As the energy storm intensifies, the nation’s access to Arab oil, once supplying over sixty percent of our fossil fuel, is being threatened causing people to panic for lack of gas at the pumps, stranding cars across the country and inciting riots.


The U.S. Military is forced to cut back air, land, and sea operations sucking up 58% of every barrel of oil to protect the nation; U.S. commercial airlines are forced to limit flights for lack of jet fuel; and businesses are challenged to power up their factories, and offices as the U.S. Department of Energy desperately tries to provide a balance of electric power from the network of aged power plants and transmission lines that power up the nation.

The United States must find new sources of domestic fossil fuel urgently or face an energy crisis that will plunge the nation into a deep depression worse than 1929.

The energy storm is very real and happening this very moment.
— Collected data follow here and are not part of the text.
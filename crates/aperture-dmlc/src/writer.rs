//! Streaming control-file writer.

use std::io::Write;

use aperture_field::Field;

use crate::error::EmitError;
use crate::geometry::MachineGeometry;
use crate::header::PlanHeader;

/// Streams a plan header and per-control-point leaf blocks to any
/// `Write` sink.
///
/// The header is written up front when the writer is constructed, so a
/// writer that exists has already committed its identity block.
/// [`write_field`](DmlcWriter::write_field) then emits one block per
/// control point, leading bank first.
///
/// Write to an in-memory `Vec<u8>` for tests or wrap a
/// `BufWriter<File>` for real output.
pub struct DmlcWriter<W: Write> {
    sink: W,
    geometry: MachineGeometry,
    declared_fields: usize,
    points_written: usize,
}

impl<W: Write> DmlcWriter<W> {
    /// Create a writer and emit the plan header immediately.
    ///
    /// # Errors
    ///
    /// Returns [`EmitError::Io`] if the sink rejects the header.
    pub fn new(
        mut sink: W,
        header: &PlanHeader,
        geometry: MachineGeometry,
    ) -> Result<Self, EmitError> {
        for (key, value) in header.entries() {
            writeln!(sink, "{key} = {value}")?;
        }
        writeln!(sink)?;
        Ok(Self {
            sink,
            geometry,
            declared_fields: header.number_of_fields,
            points_written: 0,
        })
    }

    /// Emit every control point of an assembled field.
    ///
    /// Each block carries a 1-based `Field` counter, a beam fraction
    /// `Index` in `[0, 1]`, and one position line per leaf: the whole
    /// leading bank (`A`), then the whole trailing bank (`B`).
    ///
    /// # Errors
    ///
    /// Returns [`EmitError::EmptyField`] for a field with no leaf
    /// pairs, [`EmitError::FieldCountMismatch`] if the field's
    /// control-point count disagrees with the header, and
    /// [`EmitError::Io`] on sink failure. Nothing past the header is
    /// written in the first two cases.
    pub fn write_field(&mut self, field: &Field) -> Result<(), EmitError> {
        if field.pair_count() == 0 {
            return Err(EmitError::EmptyField);
        }
        let count = field.control_limit();
        if count != self.declared_fields {
            return Err(EmitError::FieldCountMismatch {
                declared: self.declared_fields,
                found: count,
            });
        }
        for k in 0..count {
            let index = if count == 1 {
                0.0
            } else {
                k as f64 / (count - 1) as f64
            };
            writeln!(self.sink, "Field = {}", k + 1)?;
            writeln!(self.sink, "Index = {index:.4}")?;
            for (id, trajectory) in field.iter() {
                let point = trajectory.points()[k];
                let mm = self.geometry.bank_a_mm(point.leading);
                writeln!(self.sink, "Leaf {}A = {mm:.2}", id.0 + 1)?;
            }
            for (id, trajectory) in field.iter() {
                let point = trajectory.points()[k];
                let mm = self.geometry.bank_b_mm(point.trailing);
                writeln!(self.sink, "Leaf {}B = {mm:.2}", id.0 + 1)?;
            }
            writeln!(self.sink)?;
            self.points_written += 1;
        }
        Ok(())
    }

    /// Number of control-point blocks emitted so far.
    pub fn points_written(&self) -> usize {
        self.points_written
    }

    /// Flush the underlying sink.
    ///
    /// # Errors
    ///
    /// Returns [`EmitError::Io`] if the flush fails.
    pub fn flush(&mut self) -> Result<(), EmitError> {
        self.sink.flush()?;
        Ok(())
    }

    /// Consume the writer and return the sink.
    pub fn into_inner(self) -> W {
        self.sink
    }
}

#[cfg(test)]
mod tests {
    use super::*;

    use aperture_core::IntensityProfile;
    use aperture_field::assemble;
    use aperture_sequence::sequence_profile;
    use aperture_test_utils::triangle_profile;

    fn geometry() -> MachineGeometry {
        MachineGeometry {
            travel_distance_mm: 100.0,
            column_count: 10,
            bank_a_rest_mm: -50.0,
            bank_b_rest_mm: -50.0,
        }
    }

    fn emit(field: &Field, declared: usize) -> String {
        let header = PlanHeader {
            last_name: "Doe".to_string(),
            first_name: "Jo".to_string(),
            patient_id: "42".to_string(),
            number_of_fields: declared,
            ..PlanHeader::default()
        };
        let mut writer = DmlcWriter::new(Vec::new(), &header, geometry()).unwrap();
        writer.write_field(field).unwrap();
        String::from_utf8(writer.into_inner()).unwrap()
    }

    #[test]
    fn header_precedes_blocks() {
        let pairs = vec![sequence_profile(&IntensityProfile::new(vec![0, 0, 0]))];
        let field = assemble(pairs, 1).unwrap();
        let text = emit(&field, 1);
        let lines: Vec<_> = text.lines().collect();
        assert_eq!(lines[0], "File Rev = G");
        assert_eq!(lines[1], "Treatment = Dynamic Dose");
        assert_eq!(lines[2], "Last Name = Doe");
        assert_eq!(lines[5], "Number of Fields = 1");
        assert_eq!(lines[8], "");
        assert_eq!(lines[9], "Field = 1");
    }

    #[test]
    fn static_pair_emits_single_rest_block() {
        let pairs = vec![sequence_profile(&IntensityProfile::new(vec![0, 0]))];
        let field = assemble(pairs, 1).unwrap();
        let text = emit(&field, 1);
        assert!(text.contains("Field = 1\n"));
        assert!(text.contains("Index = 0.0000\n"));
        assert!(text.contains("Leaf 1A = -50.00\n"));
        assert!(text.contains("Leaf 1B = -50.00\n"));
        assert!(!text.contains("Field = 2\n"));
    }

    #[test]
    fn index_spans_zero_to_one() {
        let trajectory = sequence_profile(&triangle_profile());
        let count = trajectory.len();
        let field = assemble(vec![trajectory], count).unwrap();
        let text = emit(&field, count);
        assert!(text.contains("Index = 0.0000\n"));
        assert!(text.contains("Index = 1.0000\n"));
        let blocks = text.matches("Field = ").count();
        assert_eq!(blocks, count);
    }

    #[test]
    fn columns_map_through_geometry() {
        // Triangle schedules put the leading leaf at column 2 and the
        // trailing leaf at column 1; with a 10 mm step those are
        // -30.00 and -40.00.
        let trajectory = sequence_profile(&triangle_profile());
        let count = trajectory.len();
        let field = assemble(vec![trajectory], count).unwrap();
        let text = emit(&field, count);
        assert!(text.contains("Leaf 1A = -30.00\n"));
        assert!(text.contains("Leaf 1B = -40.00\n"));
    }

    #[test]
    fn two_pairs_interleave_banks_per_block() {
        let pairs = vec![
            sequence_profile(&triangle_profile()),
            sequence_profile(&IntensityProfile::new(vec![0, 0, 0])),
        ];
        let field = assemble(pairs, 8).unwrap();
        let text = emit(&field, 8);
        let first_block: Vec<_> = text
            .lines()
            .skip_while(|l| *l != "Field = 1")
            .take_while(|l| !l.is_empty())
            .collect();
        assert_eq!(
            first_block,
            [
                "Field = 1",
                "Index = 0.0000",
                "Leaf 1A = -30.00",
                "Leaf 2A = -50.00",
                "Leaf 1B = -40.00",
                "Leaf 2B = -50.00",
            ]
        );
    }

    #[test]
    fn declared_count_must_match() {
        let pairs = vec![sequence_profile(&triangle_profile())];
        let field = assemble(pairs, 6).unwrap();
        let header = PlanHeader {
            number_of_fields: 3,
            ..PlanHeader::default()
        };
        let mut writer = DmlcWriter::new(Vec::new(), &header, geometry()).unwrap();
        match writer.write_field(&field) {
            Err(EmitError::FieldCountMismatch {
                declared: 3,
                found,
            }) => assert_eq!(found, 6),
            other => panic!("expected FieldCountMismatch, got {other:?}"),
        }
        // Nothing past the header landed in the sink.
        let text = String::from_utf8(writer.into_inner()).unwrap();
        assert!(!text.contains("Field = "));
    }

    #[test]
    fn empty_field_rejected() {
        let field = assemble(Vec::new(), 499).unwrap();
        let header = PlanHeader::default();
        let mut writer = DmlcWriter::new(Vec::new(), &header, geometry()).unwrap();
        match writer.write_field(&field) {
            Err(EmitError::EmptyField) => {}
            other => panic!("expected EmptyField, got {other:?}"),
        }
    }
}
But, at the last moment of desperation, the United States discovers the world’s largest fossil fuel deposit found in a remote inaccessible mountain range within Alaska’s Noatak National Preserve surrounding six and a half million acres.

Preventing access to the oil is a colony of living fossil dinosaurs that will protect its territory to the death.

Nobody gets out alive; nobody can identify the predator--until Dr. Kimberly Fulton, Curator of Paleontology at New York’s Museum of Natural History, is flown into the inaccessible area by Scott Chandler, the Marine veteran helicopter pilot who’s the Park’s Manager of Wildlife. All hell breaks loose when Fulton’s teenage son and his girlfriend vanish into the Park.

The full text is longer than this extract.